Bref, au travers de ce texte, on parvient à un équilibre entre ces trois grands enjeux du dossier que sont la santé, les droits individuels et la sûreté. Toutefois, le projet de loi ne saurait être adopté en l’état, car il est incomplet.

Aussi, mes chers collègues, nous ne sortirons de cette situation – c’est la logique même ! – qu’en comblant les lacunes de ce texte, c’est-à-dire en le poussant un peu plus loin.

À l’évidence, la notion nouvelle de « soins ambulatoires sans consentement » demeure problématique. C’est pourquoi nous soutiendrons l’amendement de clarification et de compromis présenté par notre collègue Alain Milon et sous-amendé par le rapporteur de la commission des affaires sociales, Jean-Louis Lorrain.

Cet amendement tend à préciser que les soins psychiatriques sans consentement sont administrés au moyen de tous les outils thérapeutiques adaptés à l’état du patient et à établir une typologie non plus des formes de soins mais des lieux de soins. Ainsi a-t-il pour objet de distinguer clairement les unités d’hospitalisation à temps plein de ces autres lieux de soins que sont les unités alternatives à l’hospitalisation à temps plein ou les lieux de consultation, les lieux d’activités thérapeutiques ou les lieux de vie habituels du patient.

Les dispositions du sous-amendement du rapporteur de la commission des affaires sociales seront sans doute, elles, de nature à rassurer le corps médical quant au plein maintien de sa liberté de prescription.

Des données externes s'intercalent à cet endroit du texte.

//! TTL-tiered caching for upstream API responses.
//!
//! A [`Cache`] is a plain key → bytes store with per-entry expiry. It is
//! constructed once at startup and shared as `Arc<dyn Cache>`; there is no
//! process-wide cache. [`CachedClient`] sits in front of a [`TransitApi`]
//! and picks the TTL for each operation from its [`TtlClass`].
//!
//! [`TransitApi`]: crate::viaggiatreno::TransitApi

mod bounded;
mod client;
mod memory;

use std::time::Duration;

pub use bounded::BoundedCache;
pub use client::{CachedClient, cache_key, minute_key};
pub use memory::MemoryCache;

/// Expiring key → bytes store.
///
/// Implementations must be safe to share between any number of tasks. A
/// `get` on an expired entry behaves as a miss. A zero TTL means the entry
/// is never observable.
pub trait Cache: Send + Sync {
    /// Look up a live entry.
    fn get(&self, key: &str) -> Option<Vec<u8>>;

    /// Insert or replace an entry together with its expiry.
    fn set(&self, key: &str, value: Vec<u8>, ttl: Duration);

    fn delete(&self, key: &str);

    fn clear(&self);

    /// Number of stored entries (expired ones may still be counted until
    /// they are next read).
    fn len(&self) -> usize;

    fn is_empty(&self) -> bool {
        self.len() == 0
    }
}

/// How quickly the data behind an operation goes out of date.
#[derive(Debug, Clone, Copy, PartialEq, Eq, Hash)]
pub enum TtlClass {
    /// Station topology.
    Static,
    /// Train number → origin resolution.
    SemiStatic,
    /// Boards and journey status.
    Realtime,
}

/// TTL for each [`TtlClass`].
#[derive(Debug, Clone, PartialEq, Eq)]
pub struct TtlConfig {
    pub static_ttl: Duration,
    pub semi_static_ttl: Duration,
    pub realtime_ttl: Duration,
}

impl TtlConfig {
    pub fn ttl(&self, class: TtlClass) -> Duration {
        match class {
            TtlClass::Static => self.static_ttl,
            TtlClass::SemiStatic => self.semi_static_ttl,
            TtlClass::Realtime => self.realtime_ttl,
        }
    }

    pub fn with_static_ttl(mut self, ttl: Duration) -> Self {
        self.static_ttl = ttl;
        self
    }

    pub fn with_semi_static_ttl(mut self, ttl: Duration) -> Self {
        self.semi_static_ttl = ttl;
        self
    }

    pub fn with_realtime_ttl(mut self, ttl: Duration) -> Self {
        self.realtime_ttl = ttl;
        self
    }
}

impl Default for TtlConfig {
    fn default() -> Self {
        Self {
            static_ttl: Duration::from_secs(24 * 60 * 60),
            semi_static_ttl: Duration::from_secs(60 * 60),
            realtime_ttl: Duration::from_secs(30),
        }
    }
}

#[cfg(test)]
mod tests {
    use super::*;

    #[test]
    fn default_ttls() {
        let ttl = TtlConfig::default();
        assert_eq!(ttl.ttl(TtlClass::Static), Duration::from_secs(86_400));
        assert_eq!(ttl.ttl(TtlClass::SemiStatic), Duration::from_secs(3_600));
        assert_eq!(ttl.ttl(TtlClass::Realtime), Duration::from_secs(30));
    }

    #[test]
    fn ttl_builder() {
        let ttl = TtlConfig::default().with_realtime_ttl(Duration::from_secs(5));
        assert_eq!(ttl.ttl(TtlClass::Realtime), Duration::from_secs(5));
        assert_eq!(ttl.ttl(TtlClass::Static), Duration::from_secs(86_400));
    }
}
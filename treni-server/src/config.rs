//! Application configuration from `TRENI_*` environment variables.
//!
//! Every variable is optional. Durations accept `30s`, `15m`, `24h`, `7d` or
//! a bare number of seconds.

use std::path::PathBuf;
use std::time::Duration;

use crate::cache::TtlConfig;
use crate::itinerary::SearchConfig;
use crate::stations::{DEFAULT_STALENESS_AGE, ImportConfig};
use crate::viaggiatreno::ClientConfig;

pub const DATABASE_PATH: &str = "TRENI_DATABASE_PATH";
pub const API_BASE_URL: &str = "TRENI_API_BASE_URL";
pub const API_TIMEOUT: &str = "TRENI_API_TIMEOUT";
pub const API_MAX_CONCURRENT: &str = "TRENI_API_MAX_CONCURRENT";
pub const CACHE_STATIC_TTL: &str = "TRENI_CACHE_STATIC_TTL";
pub const CACHE_SEMI_STATIC_TTL: &str = "TRENI_CACHE_SEMI_STATIC_TTL";
pub const CACHE_REALTIME_TTL: &str = "TRENI_CACHE_REALTIME_TTL";
pub const CACHE_MAX_ENTRIES: &str = "TRENI_CACHE_MAX_ENTRIES";
pub const STATION_STALENESS_AGE: &str = "TRENI_STATION_STALENESS_AGE";
pub const AUTO_IMPORT: &str = "TRENI_AUTO_IMPORT";
pub const IMPORT_REFRESH_INTERVAL: &str = "TRENI_IMPORT_REFRESH_INTERVAL";
pub const SEARCH_TIMEOUT: &str = "TRENI_SEARCH_TIMEOUT";

const DEFAULT_DATABASE_PATH: &str = "treni.db";

/// Error reading configuration.
#[derive(Debug, Clone, PartialEq, thiserror::Error)]
pub enum ConfigError {
    /// A variable is set to something that doesn't parse
    #[error("invalid value {value:?} for {var}: {reason}")]
    Invalid {
        var: &'static str,
        value: String,
        reason: String,
    },
}

/// Everything the binary needs to wire the service together.
#[derive(Debug, Clone)]
pub struct AppConfig {
    pub database_path: PathBuf,
    pub client: ClientConfig,
    pub ttl: TtlConfig,
    /// When set, the bounded cache backend is used with this capacity.
    pub cache_max_entries: Option<u64>,
    /// Age after which station data is reported stale.
    pub staleness_age: Duration,
    pub auto_import: bool,
    pub import: ImportConfig,
    pub search: SearchConfig,
}

impl Default for AppConfig {
    fn default() -> Self {
        Self {
            database_path: PathBuf::from(DEFAULT_DATABASE_PATH),
            client: ClientConfig::default(),
            ttl: TtlConfig::default(),
            cache_max_entries: None,
            staleness_age: DEFAULT_STALENESS_AGE,
            auto_import: true,
            import: ImportConfig::default().with_max_age(DEFAULT_STALENESS_AGE),
            search: SearchConfig::default(),
        }
    }
}

impl AppConfig {
    /// Read configuration from the process environment.
    pub fn from_env() -> Result<Self, ConfigError> {
        Self::from_lookup(|var| std::env::var(var).ok())
    }

    /// Read configuration through `lookup`, which returns a variable's value
    /// if it is set.
    pub fn from_lookup<F>(lookup: F) -> Result<Self, ConfigError>
    where
        F: Fn(&str) -> Option<String>,
    {
        let mut config = Self::default();
        let get = |var: &str| lookup(var).filter(|v| !v.trim().is_empty());

        if let Some(path) = get(DATABASE_PATH) {
            config.database_path = PathBuf::from(path);
        }

        if let Some(url) = get(API_BASE_URL) {
            config.client = config.client.with_base_url(url);
        }
        if let Some(v) = get(API_TIMEOUT) {
            config.client = config.client.with_timeout(duration(API_TIMEOUT, &v)?);
        }
        if let Some(v) = get(API_MAX_CONCURRENT) {
            let n: usize = number(API_MAX_CONCURRENT, &v)?;
            if n == 0 {
                return Err(invalid(API_MAX_CONCURRENT, &v, "must be at least 1"));
            }
            config.client = config.client.with_max_concurrent(n);
        }

        if let Some(v) = get(CACHE_STATIC_TTL) {
            config.ttl = config.ttl.with_static_ttl(duration(CACHE_STATIC_TTL, &v)?);
        }
        if let Some(v) = get(CACHE_SEMI_STATIC_TTL) {
            config.ttl = config
                .ttl
                .with_semi_static_ttl(duration(CACHE_SEMI_STATIC_TTL, &v)?);
        }
        if let Some(v) = get(CACHE_REALTIME_TTL) {
            config.ttl = config
                .ttl
                .with_realtime_ttl(duration(CACHE_REALTIME_TTL, &v)?);
        }
        if let Some(v) = get(CACHE_MAX_ENTRIES) {
            config.cache_max_entries = Some(number(CACHE_MAX_ENTRIES, &v)?);
        }

        if let Some(v) = get(STATION_STALENESS_AGE) {
            let age = duration(STATION_STALENESS_AGE, &v)?;
            config.staleness_age = age;
            config.import = config.import.with_max_age(age);
        }
        if let Some(v) = get(AUTO_IMPORT) {
            config.auto_import = boolean(AUTO_IMPORT, &v)?;
        }
        if let Some(v) = get(IMPORT_REFRESH_INTERVAL) {
            let interval = duration(IMPORT_REFRESH_INTERVAL, &v)?;
            if interval.is_zero() {
                return Err(invalid(IMPORT_REFRESH_INTERVAL, &v, "must be positive"));
            }
            config.import = config.import.with_refresh_interval(interval);
        }

        if let Some(v) = get(SEARCH_TIMEOUT) {
            config.search = config.search.with_timeout(duration(SEARCH_TIMEOUT, &v)?);
        }

        Ok(config)
    }
}

fn invalid(var: &'static str, value: &str, reason: impl Into<String>) -> ConfigError {
    ConfigError::Invalid {
        var,
        value: value.to_string(),
        reason: reason.into(),
    }
}

/// Parse `30s`, `15m`, `24h`, `7d` or bare seconds.
pub fn parse_duration(value: &str) -> Option<Duration> {
    let value = value.trim();
    let (digits, unit_secs) = match value.char_indices().last()? {
        (i, 's') => (&value[..i], 1),
        (i, 'm') => (&value[..i], 60),
        (i, 'h') => (&value[..i], 60 * 60),
        (i, 'd') => (&value[..i], 24 * 60 * 60),
        _ => (value, 1),
    };
    let n: u64 = digits.trim().parse().ok()?;
    n.checked_mul(unit_secs).map(Duration::from_secs)
}

fn duration(var: &'static str, value: &str) -> Result<Duration, ConfigError> {
    parse_duration(value)
        .ok_or_else(|| invalid(var, value, "expected a duration like 30s, 15m, 24h or 7d"))
}

fn number<T: std::str::FromStr>(var: &'static str, value: &str) -> Result<T, ConfigError> {
    value
        .trim()
        .parse()
        .map_err(|_| invalid(var, value, "expected a non-negative integer"))
}

fn boolean(var: &'static str, value: &str) -> Result<bool, ConfigError> {
    match value.trim().to_ascii_lowercase().as_str() {
        "1" | "true" | "yes" | "on" => Ok(true),
        "0" | "false" | "no" | "off" => Ok(false),
        _ => Err(invalid(var, value, "expected true or false")),
    }
}

#[cfg(test)]
mod tests {
    use super::*;
    use std::collections::HashMap;

    fn from_vars(vars: &[(&str, &str)]) -> Result<AppConfig, ConfigError> {
        let vars: HashMap<String, String> = vars
            .iter()
            .map(|(k, v)| (k.to_string(), v.to_string()))
            .collect();
        AppConfig::from_lookup(|var| vars.get(var).cloned())
    }

    #[test]
    fn defaults_when_unset() {
        let config = from_vars(&[]).unwrap();

        assert_eq!(config.database_path, PathBuf::from("treni.db"));
        assert_eq!(config.client.timeout, Duration::from_secs(30));
        assert_eq!(config.client.max_concurrent, 8);
        assert_eq!(config.ttl.static_ttl, Duration::from_secs(24 * 3600));
        assert_eq!(config.ttl.semi_static_ttl, Duration::from_secs(3600));
        assert_eq!(config.ttl.realtime_ttl, Duration::from_secs(30));
        assert_eq!(config.cache_max_entries, None);
        assert_eq!(config.staleness_age, Duration::from_secs(168 * 3600));
        assert!(config.auto_import);
        assert_eq!(config.import.refresh_interval, Duration::from_secs(24 * 3600));
        assert_eq!(config.import.max_age, Duration::from_secs(168 * 3600));
        assert_eq!(config.search.timeout, Duration::from_secs(30));
    }

    #[test]
    fn overrides_from_vars() {
        let config = from_vars(&[
            (DATABASE_PATH, "/var/lib/treni/stations.db"),
            (API_BASE_URL, "http://localhost:9000/api"),
            (API_MAX_CONCURRENT, "2"),
            (CACHE_REALTIME_TTL, "10s"),
            (CACHE_MAX_ENTRIES, "5000"),
            (STATION_STALENESS_AGE, "2d"),
            (AUTO_IMPORT, "false"),
            (IMPORT_REFRESH_INTERVAL, "6h"),
            (SEARCH_TIMEOUT, "45"),
        ])
        .unwrap();

        assert_eq!(config.database_path, PathBuf::from("/var/lib/treni/stations.db"));
        assert_eq!(config.client.base_url, "http://localhost:9000/api");
        assert_eq!(config.client.max_concurrent, 2);
        assert_eq!(config.ttl.realtime_ttl, Duration::from_secs(10));
        assert_eq!(config.cache_max_entries, Some(5000));
        assert_eq!(config.staleness_age, Duration::from_secs(2 * 86400));
        assert_eq!(config.import.max_age, Duration::from_secs(2 * 86400));
        assert!(!config.auto_import);
        assert_eq!(config.import.refresh_interval, Duration::from_secs(6 * 3600));
        assert_eq!(config.search.timeout, Duration::from_secs(45));
    }

    #[test]
    fn empty_values_are_ignored() {
        let config = from_vars(&[(DATABASE_PATH, "  "), (CACHE_MAX_ENTRIES, "")]).unwrap();
        assert_eq!(config.database_path, PathBuf::from("treni.db"));
        assert_eq!(config.cache_max_entries, None);
    }

    #[test]
    fn invalid_values_name_the_variable() {
        let err = from_vars(&[(CACHE_STATIC_TTL, "soon")]).unwrap_err();
        let ConfigError::Invalid { var, value, .. } = err;
        assert_eq!(var, CACHE_STATIC_TTL);
        assert_eq!(value, "soon");

        assert!(from_vars(&[(AUTO_IMPORT, "maybe")]).is_err());
        assert!(from_vars(&[(API_MAX_CONCURRENT, "0")]).is_err());
        assert!(from_vars(&[(IMPORT_REFRESH_INTERVAL, "0s")]).is_err());
        assert!(from_vars(&[(CACHE_MAX_ENTRIES, "-1")]).is_err());
    }

    #[test]
    fn duration_formats() {
        assert_eq!(parse_duration("30s"), Some(Duration::from_secs(30)));
        assert_eq!(parse_duration("15m"), Some(Duration::from_secs(900)));
        assert_eq!(parse_duration("24h"), Some(Duration::from_secs(86400)));
        assert_eq!(parse_duration("7d"), Some(Duration::from_secs(604800)));
        assert_eq!(parse_duration(" 90 "), Some(Duration::from_secs(90)));
        assert_eq!(parse_duration("0"), Some(Duration::ZERO));
        assert_eq!(parse_duration("h"), None);
        assert_eq!(parse_duration("1.5h"), None);
        assert_eq!(parse_duration("-5s"), None);
        assert_eq!(parse_duration(""), None);
    }
}
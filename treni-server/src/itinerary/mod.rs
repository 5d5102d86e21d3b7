//! Itinerary search.
//!
//! Finds direct and one-transfer solutions between two stations using live
//! departure boards and train journeys.

mod config;
mod model;
mod rank;
mod search;

pub use config::SearchConfig;
pub use model::{Leg, Solution, SolutionError, StationRef};
pub use rank::{deduplicate, rank_solutions};
pub use search::{ItineraryEngine, SearchError};
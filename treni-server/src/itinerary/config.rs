//! Search configuration for the itinerary engine.

use chrono::TimeDelta;
use std::time::Duration;

/// Configuration parameters for itinerary search.
#[derive(Debug, Clone)]
pub struct SearchConfig {
    /// Minimum time between arriving at an interchange and the connecting
    /// departure (minutes).
    pub min_connection_mins: i64,

    /// Departures from the origin that are probed. Later ones are ignored.
    pub max_departures: usize,

    /// Maximum number of solutions to return.
    pub max_results: usize,

    /// One-transfer solutions kept per first train.
    pub max_transfers_per_leg: usize,

    /// Deadline for the whole search, including every upstream call.
    pub timeout: Duration,
}

impl SearchConfig {
    /// Returns the minimum connection time as a Duration.
    pub fn min_connection(&self) -> TimeDelta {
        TimeDelta::minutes(self.min_connection_mins)
    }

    pub fn with_min_connection_mins(mut self, mins: i64) -> Self {
        self.min_connection_mins = mins;
        self
    }

    pub fn with_max_departures(mut self, n: usize) -> Self {
        self.max_departures = n;
        self
    }

    pub fn with_max_results(mut self, n: usize) -> Self {
        self.max_results = n;
        self
    }

    pub fn with_max_transfers_per_leg(mut self, n: usize) -> Self {
        self.max_transfers_per_leg = n;
        self
    }

    pub fn with_timeout(mut self, timeout: Duration) -> Self {
        self.timeout = timeout;
        self
    }
}

impl Default for SearchConfig {
    fn default() -> Self {
        Self {
            min_connection_mins: 10,
            max_departures: 20,
            max_results: 10,
            max_transfers_per_leg: 3,
            timeout: Duration::from_secs(30),
        }
    }
}
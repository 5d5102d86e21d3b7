//! Unbounded in-memory cache with lazy expiry.

use std::collections::HashMap;
use std::sync::{RwLock, RwLockReadGuard, RwLockWriteGuard};
use std::time::{Duration, Instant};

use super::Cache;

struct CacheEntry {
    value: Vec<u8>,
    expires_at: Instant,
}

impl CacheEntry {
    fn is_expired(&self, now: Instant) -> bool {
        now >= self.expires_at
    }
}

/// `HashMap` behind a reader/writer lock.
///
/// There is no background sweeper: an expired entry is evicted by the
/// first `get` that finds it.
#[derive(Default)]
pub struct MemoryCache {
    entries: RwLock<HashMap<String, CacheEntry>>,
}

impl MemoryCache {
    pub fn new() -> Self {
        Self::default()
    }

    fn read(&self) -> RwLockReadGuard<'_, HashMap<String, CacheEntry>> {
        self.entries.read().unwrap_or_else(|e| e.into_inner())
    }

    fn write(&self) -> RwLockWriteGuard<'_, HashMap<String, CacheEntry>> {
        self.entries.write().unwrap_or_else(|e| e.into_inner())
    }
}

impl Cache for MemoryCache {
    fn get(&self, key: &str) -> Option<Vec<u8>> {
        let now = Instant::now();
        {
            let entries = self.read();
            match entries.get(key) {
                None => return None,
                Some(entry) if !entry.is_expired(now) => return Some(entry.value.clone()),
                Some(_) => {}
            }
        }

        // Re-check under the write lock: a concurrent set may have replaced it.
        let mut entries = self.write();
        match entries.get(key) {
            Some(entry) if entry.is_expired(now) => {
                entries.remove(key);
                None
            }
            Some(entry) => Some(entry.value.clone()),
            None => None,
        }
    }

    fn set(&self, key: &str, value: Vec<u8>, ttl: Duration) {
        let expires_at = Instant::now() + ttl;
        self.write()
            .insert(key.to_string(), CacheEntry { value, expires_at });
    }

    fn delete(&self, key: &str) {
        self.write().remove(key);
    }

    fn clear(&self) {
        self.write().clear();
    }

    fn len(&self) -> usize {
        self.read().len()
    }
}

Sous réserve de ces modifications d’importance, le groupe de l’Union centriste soutiendra cette réforme, même s’il attend qu’elle soit complétée dans les meilleurs délais pour une rénovation globale du cadre des soins psychiatriques.

Il ne me reste plus qu’à féliciter nos commissions et nos rapporteurs de l’excellence de leur travail, notamment Muguette Dini et Jean-Louis Lorrain, avec tout de même, si vous me le permettez, mes chers collègues, une mention spéciale pour la présidente de la commission des affaires sociales, qui, avec le courage et la détermination que nous lui connaissons, est allée jusqu’au bout de ses convictions.